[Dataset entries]
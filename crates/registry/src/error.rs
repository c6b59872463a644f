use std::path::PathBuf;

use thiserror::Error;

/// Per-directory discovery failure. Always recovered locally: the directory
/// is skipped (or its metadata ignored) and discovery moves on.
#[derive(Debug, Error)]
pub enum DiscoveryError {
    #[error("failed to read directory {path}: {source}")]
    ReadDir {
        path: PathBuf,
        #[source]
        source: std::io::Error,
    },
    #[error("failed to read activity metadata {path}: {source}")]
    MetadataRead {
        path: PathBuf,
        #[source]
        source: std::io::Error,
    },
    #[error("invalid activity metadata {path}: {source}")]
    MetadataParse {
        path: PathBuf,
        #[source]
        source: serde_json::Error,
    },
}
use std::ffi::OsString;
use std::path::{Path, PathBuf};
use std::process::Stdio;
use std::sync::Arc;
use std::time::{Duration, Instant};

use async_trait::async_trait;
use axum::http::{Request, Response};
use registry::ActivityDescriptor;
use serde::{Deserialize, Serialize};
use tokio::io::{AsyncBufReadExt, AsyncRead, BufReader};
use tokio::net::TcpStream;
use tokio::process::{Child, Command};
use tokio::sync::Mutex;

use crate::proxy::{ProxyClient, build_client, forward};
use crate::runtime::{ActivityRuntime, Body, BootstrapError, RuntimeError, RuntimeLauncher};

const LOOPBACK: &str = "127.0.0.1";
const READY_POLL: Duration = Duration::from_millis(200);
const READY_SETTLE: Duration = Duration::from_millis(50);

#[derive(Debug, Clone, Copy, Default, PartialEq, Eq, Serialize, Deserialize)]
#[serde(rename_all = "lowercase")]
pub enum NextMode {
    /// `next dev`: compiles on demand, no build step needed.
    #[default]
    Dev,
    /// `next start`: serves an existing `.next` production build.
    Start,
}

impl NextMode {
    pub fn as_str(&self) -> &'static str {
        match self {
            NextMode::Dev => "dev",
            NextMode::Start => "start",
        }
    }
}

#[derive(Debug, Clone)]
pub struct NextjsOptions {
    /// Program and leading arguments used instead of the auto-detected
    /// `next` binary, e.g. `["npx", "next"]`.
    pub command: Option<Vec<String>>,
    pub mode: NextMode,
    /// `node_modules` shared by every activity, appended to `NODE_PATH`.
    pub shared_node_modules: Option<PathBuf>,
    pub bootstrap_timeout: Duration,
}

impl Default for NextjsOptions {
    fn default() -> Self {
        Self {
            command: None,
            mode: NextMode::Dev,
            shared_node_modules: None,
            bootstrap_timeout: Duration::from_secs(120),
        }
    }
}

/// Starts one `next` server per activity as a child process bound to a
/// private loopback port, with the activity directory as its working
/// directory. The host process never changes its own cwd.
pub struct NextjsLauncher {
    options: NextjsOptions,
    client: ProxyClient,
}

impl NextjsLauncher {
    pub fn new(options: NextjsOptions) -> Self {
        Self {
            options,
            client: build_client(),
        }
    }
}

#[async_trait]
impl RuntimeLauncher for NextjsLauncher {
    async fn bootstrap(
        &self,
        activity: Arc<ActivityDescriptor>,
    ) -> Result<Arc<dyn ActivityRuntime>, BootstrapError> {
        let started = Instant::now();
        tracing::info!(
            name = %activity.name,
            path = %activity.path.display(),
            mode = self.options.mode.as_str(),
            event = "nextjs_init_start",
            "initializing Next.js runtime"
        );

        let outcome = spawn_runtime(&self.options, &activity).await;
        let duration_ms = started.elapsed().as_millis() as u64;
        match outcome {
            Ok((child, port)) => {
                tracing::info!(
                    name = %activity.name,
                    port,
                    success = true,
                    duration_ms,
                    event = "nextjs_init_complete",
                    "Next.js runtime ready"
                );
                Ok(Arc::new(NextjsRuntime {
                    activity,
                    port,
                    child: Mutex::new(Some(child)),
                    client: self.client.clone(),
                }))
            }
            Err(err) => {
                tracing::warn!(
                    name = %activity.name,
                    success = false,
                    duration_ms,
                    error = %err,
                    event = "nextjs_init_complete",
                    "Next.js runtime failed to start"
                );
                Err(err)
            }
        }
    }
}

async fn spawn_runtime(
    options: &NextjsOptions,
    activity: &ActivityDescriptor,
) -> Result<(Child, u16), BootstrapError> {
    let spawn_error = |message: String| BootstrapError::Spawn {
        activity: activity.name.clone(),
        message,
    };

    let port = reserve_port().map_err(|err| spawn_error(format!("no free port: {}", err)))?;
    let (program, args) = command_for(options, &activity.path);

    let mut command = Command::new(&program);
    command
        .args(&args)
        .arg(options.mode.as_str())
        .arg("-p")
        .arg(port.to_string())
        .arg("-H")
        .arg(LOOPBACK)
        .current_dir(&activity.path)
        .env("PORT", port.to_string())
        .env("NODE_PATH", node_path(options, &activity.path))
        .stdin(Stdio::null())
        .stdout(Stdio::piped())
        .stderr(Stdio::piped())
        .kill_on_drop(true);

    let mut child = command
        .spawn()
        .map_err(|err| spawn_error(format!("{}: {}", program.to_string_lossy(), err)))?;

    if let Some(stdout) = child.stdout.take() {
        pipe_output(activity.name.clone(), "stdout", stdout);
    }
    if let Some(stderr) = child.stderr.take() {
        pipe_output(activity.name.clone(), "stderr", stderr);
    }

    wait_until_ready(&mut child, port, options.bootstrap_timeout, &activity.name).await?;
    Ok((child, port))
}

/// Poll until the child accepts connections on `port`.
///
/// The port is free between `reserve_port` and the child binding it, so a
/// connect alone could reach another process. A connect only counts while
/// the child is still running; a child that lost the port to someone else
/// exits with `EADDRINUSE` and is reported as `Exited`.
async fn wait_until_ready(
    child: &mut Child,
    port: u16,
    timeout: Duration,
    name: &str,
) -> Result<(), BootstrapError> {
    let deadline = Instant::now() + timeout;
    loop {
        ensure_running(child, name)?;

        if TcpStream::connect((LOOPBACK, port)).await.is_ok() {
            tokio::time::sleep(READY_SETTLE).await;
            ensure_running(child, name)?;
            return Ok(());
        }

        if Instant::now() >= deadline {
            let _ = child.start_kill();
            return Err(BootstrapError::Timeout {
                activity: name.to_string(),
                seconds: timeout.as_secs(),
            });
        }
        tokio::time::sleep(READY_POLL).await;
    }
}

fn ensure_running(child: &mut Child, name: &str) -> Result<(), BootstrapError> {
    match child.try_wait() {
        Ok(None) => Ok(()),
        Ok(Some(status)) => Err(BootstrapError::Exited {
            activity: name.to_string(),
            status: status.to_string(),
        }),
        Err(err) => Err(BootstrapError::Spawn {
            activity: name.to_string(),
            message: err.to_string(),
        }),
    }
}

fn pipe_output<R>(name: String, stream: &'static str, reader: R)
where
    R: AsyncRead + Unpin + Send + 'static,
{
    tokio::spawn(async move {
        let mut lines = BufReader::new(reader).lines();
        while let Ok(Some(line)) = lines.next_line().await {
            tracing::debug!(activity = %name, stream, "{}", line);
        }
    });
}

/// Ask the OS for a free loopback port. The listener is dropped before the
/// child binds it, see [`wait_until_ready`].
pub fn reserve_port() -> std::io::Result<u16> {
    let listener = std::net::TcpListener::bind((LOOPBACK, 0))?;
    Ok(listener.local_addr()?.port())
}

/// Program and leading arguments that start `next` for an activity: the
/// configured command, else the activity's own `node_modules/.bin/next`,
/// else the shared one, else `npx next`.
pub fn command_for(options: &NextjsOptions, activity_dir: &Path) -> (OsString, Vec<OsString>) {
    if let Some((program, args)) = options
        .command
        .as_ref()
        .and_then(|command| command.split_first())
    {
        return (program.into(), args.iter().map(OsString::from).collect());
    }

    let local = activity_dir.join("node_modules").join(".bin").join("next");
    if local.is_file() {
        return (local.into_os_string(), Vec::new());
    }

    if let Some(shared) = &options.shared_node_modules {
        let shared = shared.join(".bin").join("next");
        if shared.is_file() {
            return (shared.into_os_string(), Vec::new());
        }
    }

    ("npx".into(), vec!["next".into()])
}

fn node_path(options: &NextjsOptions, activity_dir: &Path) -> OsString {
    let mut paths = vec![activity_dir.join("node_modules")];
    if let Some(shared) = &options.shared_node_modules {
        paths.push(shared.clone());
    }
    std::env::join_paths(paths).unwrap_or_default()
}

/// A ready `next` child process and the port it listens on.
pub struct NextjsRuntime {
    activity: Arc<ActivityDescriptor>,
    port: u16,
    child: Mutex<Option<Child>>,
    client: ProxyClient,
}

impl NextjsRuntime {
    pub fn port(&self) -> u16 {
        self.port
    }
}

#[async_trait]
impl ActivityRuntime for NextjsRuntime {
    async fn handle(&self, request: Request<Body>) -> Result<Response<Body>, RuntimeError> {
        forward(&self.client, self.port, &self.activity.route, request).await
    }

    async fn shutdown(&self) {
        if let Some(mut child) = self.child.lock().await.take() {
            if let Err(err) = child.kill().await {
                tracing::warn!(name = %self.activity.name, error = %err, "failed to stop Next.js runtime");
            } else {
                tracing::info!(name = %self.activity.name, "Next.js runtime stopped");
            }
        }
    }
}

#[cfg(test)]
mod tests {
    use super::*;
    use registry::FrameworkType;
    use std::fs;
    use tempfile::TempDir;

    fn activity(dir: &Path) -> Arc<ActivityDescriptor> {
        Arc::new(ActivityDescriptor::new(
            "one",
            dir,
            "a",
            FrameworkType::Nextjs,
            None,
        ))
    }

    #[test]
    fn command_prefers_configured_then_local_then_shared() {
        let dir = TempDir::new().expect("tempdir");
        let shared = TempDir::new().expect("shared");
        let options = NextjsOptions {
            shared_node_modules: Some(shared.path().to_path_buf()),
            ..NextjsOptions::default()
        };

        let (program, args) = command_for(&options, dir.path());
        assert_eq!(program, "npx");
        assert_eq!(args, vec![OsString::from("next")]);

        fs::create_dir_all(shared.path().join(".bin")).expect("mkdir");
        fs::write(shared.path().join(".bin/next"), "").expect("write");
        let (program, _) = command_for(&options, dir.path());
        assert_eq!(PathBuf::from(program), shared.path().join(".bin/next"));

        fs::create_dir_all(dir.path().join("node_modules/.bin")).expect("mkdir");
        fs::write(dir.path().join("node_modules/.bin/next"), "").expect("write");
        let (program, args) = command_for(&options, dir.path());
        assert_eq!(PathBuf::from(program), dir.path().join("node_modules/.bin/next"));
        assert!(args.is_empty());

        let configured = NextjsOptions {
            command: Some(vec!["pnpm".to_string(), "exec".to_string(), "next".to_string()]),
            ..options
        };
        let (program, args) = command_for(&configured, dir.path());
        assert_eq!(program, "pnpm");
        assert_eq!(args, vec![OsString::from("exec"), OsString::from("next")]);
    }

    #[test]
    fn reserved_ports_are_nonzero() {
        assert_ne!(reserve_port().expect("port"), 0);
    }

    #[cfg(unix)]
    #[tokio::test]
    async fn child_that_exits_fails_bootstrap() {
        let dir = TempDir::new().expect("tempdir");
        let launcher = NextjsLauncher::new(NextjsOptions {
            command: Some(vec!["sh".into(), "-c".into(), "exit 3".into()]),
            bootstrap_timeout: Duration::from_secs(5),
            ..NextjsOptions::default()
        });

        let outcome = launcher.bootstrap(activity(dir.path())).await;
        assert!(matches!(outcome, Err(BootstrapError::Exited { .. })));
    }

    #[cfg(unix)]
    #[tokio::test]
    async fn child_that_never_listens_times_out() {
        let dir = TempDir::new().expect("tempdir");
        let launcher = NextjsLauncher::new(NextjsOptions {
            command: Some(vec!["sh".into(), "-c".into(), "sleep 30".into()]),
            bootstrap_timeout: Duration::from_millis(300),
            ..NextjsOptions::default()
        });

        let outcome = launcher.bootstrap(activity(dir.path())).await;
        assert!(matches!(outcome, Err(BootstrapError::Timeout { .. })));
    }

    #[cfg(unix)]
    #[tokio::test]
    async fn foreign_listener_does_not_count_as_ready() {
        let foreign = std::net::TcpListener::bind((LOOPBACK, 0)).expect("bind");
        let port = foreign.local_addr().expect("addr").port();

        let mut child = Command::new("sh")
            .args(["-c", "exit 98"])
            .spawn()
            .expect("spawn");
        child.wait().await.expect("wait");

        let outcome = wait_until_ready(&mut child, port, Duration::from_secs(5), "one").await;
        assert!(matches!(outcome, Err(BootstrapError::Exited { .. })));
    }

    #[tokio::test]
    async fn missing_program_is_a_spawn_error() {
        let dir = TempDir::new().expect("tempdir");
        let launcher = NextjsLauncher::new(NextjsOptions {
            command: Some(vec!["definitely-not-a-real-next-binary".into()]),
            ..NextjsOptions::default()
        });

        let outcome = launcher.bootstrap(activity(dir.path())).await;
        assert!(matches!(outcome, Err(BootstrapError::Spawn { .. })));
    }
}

• _Work instruction_:
Based on the records above, count the lines in which "return" occurs and provide only the number.

• _Task response_:
5